Ryanair is threatening to cancel flights to some of its most popular European destinations this summer over the Government’s mandatory hotel quarantine policy.
The Irish budget airline confirmed it was “considering cancelling Irish routes such as those from Paris, Brussels, Rome and Vienna in the coming weeks that are subject to the mandatory hotel quarantine system”.
A spokesperson for the company made the comments to RTÉ in addition to a statement it issued on Friday in which it called on Taoiseach Micheál Martin “to scrap Ireland’s defective hotel quarantine for certain EU countries, and to deliver a roadmap for the re-opening of EU air travel in time for summer holidays.”
The airline called the public health policy “an absurd measure when Ireland has a 500km open land border with the UK.”
“Travellers coming into Ireland can easily avoid designated hotel facility by flying through Belfast or via the many EU countries that are not on Ireland’s hotel quarantine list – making Ireland’s hotel quarantine completely pointless,” the statement read.

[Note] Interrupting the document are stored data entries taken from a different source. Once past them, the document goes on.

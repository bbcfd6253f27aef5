//! Scripted fakes for engine tests.

use std::collections::HashMap;
use std::sync::atomic::{AtomicBool, Ordering};
use std::sync::{Arc, Mutex};

use async_trait::async_trait;
use tempfile::TempDir;

use super::{CollectionSync, EngineOptions};
use crate::api::wire::{
    CollectionItem, ContentFilterResponse, DeltaRequest, DeltaResponse, PageRequest,
    PageResponse, PlaylistMeta, Rootlist, RootlistDelta, WriteRequest,
};
use crate::api::{CollectionApi, MetadataResolver, PlaylistApi, RemoteApis};
use crate::error::{Result, SyncError};
use crate::ids::{EntityKind, SpotifyId};
use crate::metadata::{
    AlbumMetadata, AlbumRef, ArtistMetadata, ArtistRef, EpisodeMetadata, ExtensionKind, Image,
    ImageSize, MetadataBatch, MetadataQuery, ShowMetadata, TrackMetadata,
};
use crate::model::{
    CollectionAlbum, CollectionArtist, CollectionEpisode, CollectionPinnedItem,
    CollectionRootlistItem, CollectionShow, CollectionTrack, ContentFilter, MirrorChanges,
    SyncState,
};
use crate::store::{CollectionStore, RedbStore};

pub const T_A: &str = "spotify:track:4uLU6hMCjMI75M1A2tKUQC";
pub const T_B: &str = "spotify:track:7GhIk7Il098yCjg4BQjzvb";
pub const T_C: &str = "spotify:track:3n3Ppam7vgaVa1iaRUc9Lp";
pub const T_D: &str = "spotify:track:0VjIjW4GlUZAMYd2vXMi3b";
pub const ALBUM_A: &str = "spotify:album:4aawyAB9vmqN3uQ7FjRGTy";
pub const ARTIST_A: &str = "spotify:artist:0gxyHStUsqpMadRV0Di1Qt";
pub const SHOW_A: &str = "spotify:show:4rOoJ6Egrf8K2IrywzwOMk";
pub const EPISODE_A: &str = "spotify:episode:512ojhOuo1ktJprKbVcKyQ";
pub const PLAYLIST_A: &str = "spotify:playlist:37i9dQZF1DXcBWIGoYBM5M";
pub const PLAYLIST_B: &str = "spotify:playlist:37i9dQZF1DX0XUsuxWHRQd";

pub fn gid_of(uri: &str) -> Vec<u8> {
    SpotifyId::from_uri(uri).unwrap().gid.to_be_bytes().to_vec()
}

pub fn default_image(byte: u8) -> Vec<Image> {
    vec![Image {
        file_id: vec![byte; 20],
        size: ImageSize::Default,
    }]
}

pub fn sorted(mut tracks: Vec<CollectionTrack>) -> Vec<CollectionTrack> {
    tracks.sort_by(|a, b| a.uri.cmp(&b.uri));
    tracks
}

fn missing(what: &str) -> SyncError {
    SyncError::NotFound(what.to_string())
}

#[derive(Default)]
struct RemoteState {
    pages: HashMap<(String, String), PageResponse>,
    deltas: HashMap<(String, String), DeltaResponse>,
    catalog: MetadataBatch,
    fail_descriptors: bool,
    playlists: HashMap<String, PlaylistMeta>,
    rootlist: Option<Rootlist>,
    rootlist_deltas: HashMap<(String, String), RootlistDelta>,
    content_filters: Option<ContentFilterResponse>,
    write_error: Option<String>,
    writes: Vec<WriteRequest>,
    paging_calls: usize,
    delta_calls: usize,
    metadata_requests: Vec<Vec<MetadataQuery>>,
    playlist_lookups: Vec<String>,
    rootlist_delta_calls: Vec<(String, String)>,
}

/// One fake standing in for every remote interface.
#[derive(Default)]
pub struct FakeRemote {
    state: Mutex<RemoteState>,
}

impl FakeRemote {
    pub fn new() -> Arc<Self> {
        Arc::new(Self::default())
    }

    fn with<R>(&self, f: impl FnOnce(&mut RemoteState) -> R) -> R {
        f(&mut self.state.lock().unwrap())
    }

    // ── scripting ───────────────────────────────────────────────────

    /// Catalog each uri as a track on ALBUM_A by ARTIST_A.
    pub fn catalog_tracks(&self, uris: &[&str]) {
        for (i, uri) in uris.iter().enumerate() {
            self.catalog_track(
                uri,
                TrackMetadata {
                    gid: gid_of(uri),
                    name: format!("Track {}", i + 1),
                    album: AlbumRef {
                        gid: gid_of(ALBUM_A),
                        name: "Album A".to_string(),
                        cover_group: default_image(0xaa),
                    },
                    artists: vec![ArtistRef {
                        gid: gid_of(ARTIST_A),
                        name: "Artist A".to_string(),
                    }],
                    has_lyrics: true,
                    explicit: false,
                    duration: 200_000,
                },
            );
        }
    }

    pub fn catalog_track(&self, uri: &str, track: TrackMetadata) {
        self.with(|s| s.catalog.tracks.insert(uri.to_string(), track));
    }

    pub fn catalog_album(&self, uri: &str, album: AlbumMetadata) {
        self.with(|s| s.catalog.albums.insert(uri.to_string(), album));
    }

    pub fn catalog_artist(&self, uri: &str, artist: ArtistMetadata) {
        self.with(|s| s.catalog.artists.insert(uri.to_string(), artist));
    }

    pub fn catalog_show(&self, uri: &str, show: ShowMetadata) {
        self.with(|s| s.catalog.shows.insert(uri.to_string(), show));
    }

    pub fn catalog_episode(&self, uri: &str, episode: EpisodeMetadata) {
        self.with(|s| s.catalog.episodes.insert(uri.to_string(), episode));
    }

    pub fn descriptors(&self, uri: &str, tags: &[&str]) {
        let tags = tags.iter().map(|t| t.to_string()).collect();
        self.with(|s| s.catalog.descriptors.insert(uri.to_string(), tags));
    }

    pub fn fail_descriptors(&self, fail: bool) {
        self.with(|s| s.fail_descriptors = fail);
    }

    pub fn page(
        &self,
        set: &str,
        pagination_token: &str,
        items: &[(&str, i64)],
        next_page_token: &str,
        sync_token: &str,
    ) {
        let response = PageResponse {
            items: items
                .iter()
                .map(|(uri, added_at)| CollectionItem {
                    uri: uri.to_string(),
                    added_at: *added_at,
                    is_removed: false,
                })
                .collect(),
            next_page_token: next_page_token.to_string(),
            sync_token: sync_token.to_string(),
        };
        self.with(|s| {
            s.pages
                .insert((set.to_string(), pagination_token.to_string()), response)
        });
    }

    pub fn delta(&self, set: &str, last_token: &str, items: Vec<CollectionItem>, sync_token: &str) {
        let response = DeltaResponse {
            items,
            sync_token: sync_token.to_string(),
        };
        self.with(|s| {
            s.deltas
                .insert((set.to_string(), last_token.to_string()), response)
        });
    }

    pub fn playlist(&self, uri: &str, meta: PlaylistMeta) {
        self.with(|s| s.playlists.insert(uri.to_string(), meta));
    }

    pub fn set_rootlist(&self, rootlist: Rootlist) {
        self.with(|s| s.rootlist = Some(rootlist));
    }

    pub fn rootlist_delta(&self, revision: &str, target: &str, delta: RootlistDelta) {
        self.with(|s| {
            s.rootlist_deltas
                .insert((revision.to_string(), target.to_string()), delta)
        });
    }

    pub fn set_content_filters(&self, filters: Option<ContentFilterResponse>) {
        self.with(|s| s.content_filters = filters);
    }

    pub fn fail_writes(&self, message: Option<&str>) {
        self.with(|s| s.write_error = message.map(str::to_string));
    }

    // ── inspection ──────────────────────────────────────────────────

    pub fn paging_calls(&self) -> usize {
        self.with(|s| s.paging_calls)
    }

    pub fn delta_calls(&self) -> usize {
        self.with(|s| s.delta_calls)
    }

    pub fn writes(&self) -> Vec<WriteRequest> {
        self.with(|s| s.writes.clone())
    }

    pub fn metadata_requests(&self) -> Vec<Vec<MetadataQuery>> {
        self.with(|s| s.metadata_requests.clone())
    }

    pub fn playlist_lookups(&self) -> Vec<String> {
        self.with(|s| s.playlist_lookups.clone())
    }

    pub fn rootlist_delta_calls(&self) -> Vec<(String, String)> {
        self.with(|s| s.rootlist_delta_calls.clone())
    }
}

#[async_trait]
impl CollectionApi for FakeRemote {
    async fn paging(&self, request: PageRequest) -> Result<PageResponse> {
        self.with(|s| {
            s.paging_calls += 1;
            s.pages
                .get(&(request.set.clone(), request.pagination_token.clone()))
                .cloned()
                .ok_or_else(|| missing("page"))
        })
    }

    async fn delta(&self, request: DeltaRequest) -> Result<DeltaResponse> {
        self.with(|s| {
            s.delta_calls += 1;
            s.deltas
                .get(&(request.set.clone(), request.last_sync_token.clone()))
                .cloned()
                .ok_or_else(|| missing("delta"))
        })
    }

    async fn write(&self, request: WriteRequest) -> Result<()> {
        self.with(|s| {
            s.writes.push(request);
            match &s.write_error {
                Some(message) => Err(SyncError::Remote {
                    status: 500,
                    body: message.clone(),
                }),
                None => Ok(()),
            }
        })
    }

    async fn content_filters(&self) -> Result<ContentFilterResponse> {
        self.with(|s| s.content_filters.clone().ok_or_else(|| missing("filters")))
    }
}

#[async_trait]
impl PlaylistApi for FakeRemote {
    async fn rootlist(&self, _username: &str) -> Result<Rootlist> {
        self.with(|s| s.rootlist.clone().ok_or_else(|| missing("rootlist")))
    }

    async fn rootlist_delta(
        &self,
        _username: &str,
        revision: &str,
        target_revision: &str,
    ) -> Result<RootlistDelta> {
        self.with(|s| {
            let key = (revision.to_string(), target_revision.to_string());
            s.rootlist_delta_calls.push(key.clone());
            s.rootlist_deltas
                .get(&key)
                .cloned()
                .ok_or_else(|| missing("rootlist diff"))
        })
    }

    async fn playlist(&self, uri: &str) -> Result<PlaylistMeta> {
        self.with(|s| {
            s.playlist_lookups.push(uri.to_string());
            s.playlists.get(uri).cloned().ok_or_else(|| missing("playlist"))
        })
    }
}

#[async_trait]
impl MetadataResolver for FakeRemote {
    async fn request(&self, queries: Vec<MetadataQuery>) -> Result<MetadataBatch> {
        self.with(|s| {
            s.metadata_requests.push(queries.clone());
            let wants_descriptors = queries
                .iter()
                .any(|(_, kinds)| kinds.contains(&ExtensionKind::TrackDescriptor));
            if wants_descriptors && s.fail_descriptors {
                return Err(SyncError::Remote {
                    status: 503,
                    body: "descriptors unavailable".to_string(),
                });
            }

            let mut batch = MetadataBatch::default();
            for (uri, kinds) in &queries {
                for kind in kinds {
                    match kind {
                        ExtensionKind::TrackV4 => {
                            if let Some(t) = s.catalog.tracks.get(uri) {
                                batch.tracks.insert(uri.clone(), t.clone());
                            }
                        }
                        ExtensionKind::AlbumV4 => {
                            if let Some(a) = s.catalog.albums.get(uri) {
                                batch.albums.insert(uri.clone(), a.clone());
                            }
                        }
                        ExtensionKind::ArtistV4 => {
                            if let Some(a) = s.catalog.artists.get(uri) {
                                batch.artists.insert(uri.clone(), a.clone());
                            }
                        }
                        ExtensionKind::ShowV4 => {
                            if let Some(sh) = s.catalog.shows.get(uri) {
                                batch.shows.insert(uri.clone(), sh.clone());
                            }
                        }
                        ExtensionKind::EpisodeV4 => {
                            if let Some(e) = s.catalog.episodes.get(uri) {
                                batch.episodes.insert(uri.clone(), e.clone());
                            }
                        }
                        ExtensionKind::TrackDescriptor => {
                            if let Some(d) = s.catalog.descriptors.get(uri) {
                                batch.descriptors.insert(uri.clone(), d.clone());
                            }
                        }
                        ExtensionKind::UnknownExtension => {}
                    }
                }
            }
            Ok(batch)
        })
    }
}

pub fn apis(remote: &Arc<FakeRemote>) -> RemoteApis {
    RemoteApis {
        collection: remote.clone(),
        playlists: remote.clone(),
        metadata: remote.clone(),
    }
}

/// Engine for user "bob" over a fresh redb mirror.
pub fn engine(remote: Arc<FakeRemote>) -> (TempDir, Arc<CollectionSync>) {
    let dir = tempfile::tempdir().unwrap();
    let store = RedbStore::create(&dir.path().join("mirror.redb")).unwrap();
    let engine = engine_with_store(remote, Arc::new(store));
    (dir, engine)
}

pub fn engine_with_store(
    remote: Arc<FakeRemote>,
    store: Arc<dyn CollectionStore>,
) -> Arc<CollectionSync> {
    Arc::new(CollectionSync::new(
        "bob",
        apis(&remote),
        store,
        EngineOptions::default(),
    ))
}

/// Mirror whose token writes can be made to fail, simulating a crash
/// between the data commit and the token write.
pub struct FlakyStore {
    inner: RedbStore,
    fail_tokens: AtomicBool,
}

impl FlakyStore {
    pub fn fail_token_writes(&self, fail: bool) {
        self.fail_tokens.store(fail, Ordering::SeqCst);
    }
}

pub fn flaky_store() -> (TempDir, Arc<FlakyStore>) {
    let dir = tempfile::tempdir().unwrap();
    let inner = RedbStore::create(&dir.path().join("mirror.redb")).unwrap();
    let store = Arc::new(FlakyStore {
        inner,
        fail_tokens: AtomicBool::new(false),
    });
    (dir, store)
}

#[async_trait]
impl CollectionStore for FlakyStore {
    fn backend_name(&self) -> &str {
        "flaky"
    }

    async fn sync_state(&self, set: &str) -> Result<Option<SyncState>> {
        self.inner.sync_state(set).await
    }

    async fn put_sync_state(&self, set: &str, token: &str) -> Result<()> {
        if self.fail_tokens.load(Ordering::SeqCst) {
            return Err(SyncError::Io(std::io::Error::other("simulated crash")));
        }
        self.inner.put_sync_state(set, token).await
    }

    async fn sync_states(&self) -> Result<Vec<SyncState>> {
        self.inner.sync_states().await
    }

    async fn apply(&self, changes: &MirrorChanges) -> Result<()> {
        self.inner.apply(changes).await
    }

    async fn contains(&self, kind: EntityKind, uri: &str) -> Result<bool> {
        self.inner.contains(kind, uri).await
    }

    async fn tracks(&self) -> Result<Vec<CollectionTrack>> {
        self.inner.tracks().await
    }

    async fn albums(&self) -> Result<Vec<CollectionAlbum>> {
        self.inner.albums().await
    }

    async fn artists(&self) -> Result<Vec<CollectionArtist>> {
        self.inner.artists().await
    }

    async fn shows(&self) -> Result<Vec<CollectionShow>> {
        self.inner.shows().await
    }

    async fn episodes(&self) -> Result<Vec<CollectionEpisode>> {
        self.inner.episodes().await
    }

    async fn pins(&self) -> Result<Vec<CollectionPinnedItem>> {
        self.inner.pins().await
    }

    async fn rootlist(&self) -> Result<Vec<CollectionRootlistItem>> {
        self.inner.rootlist().await
    }

    async fn content_filters(&self) -> Result<Vec<ContentFilter>> {
        self.inner.content_filters().await
    }

    async fn replace_content_filters(&self, filters: &[ContentFilter]) -> Result<()> {
        self.inner.replace_content_filters(filters).await
    }

    async fn wipe(&self) -> Result<()> {
        self.inner.wipe().await
    }
}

It said Ireland was the only country in the EU implementing the hotel quarantine which it claimed is “damaging Ireland’s international reputation and severely impacting connectivity to and from the country.”
It called on the Government to deliver “clear timelines for the re-opening of EU air travel before the end of May to ensure that all citizens who have been vaccinated are allowed to travel freely and without restrictions.”
Meanwhile, Mr Martin told RTÉ’s The Week in Politics on Sunday that Ireland cannot be “sealed off forever” .
But he said that the current public health advice on foreign travel will only be re-visited in July when it’s expected that the roll-out of the vaccination programme here and across Europe is expected to be well underway.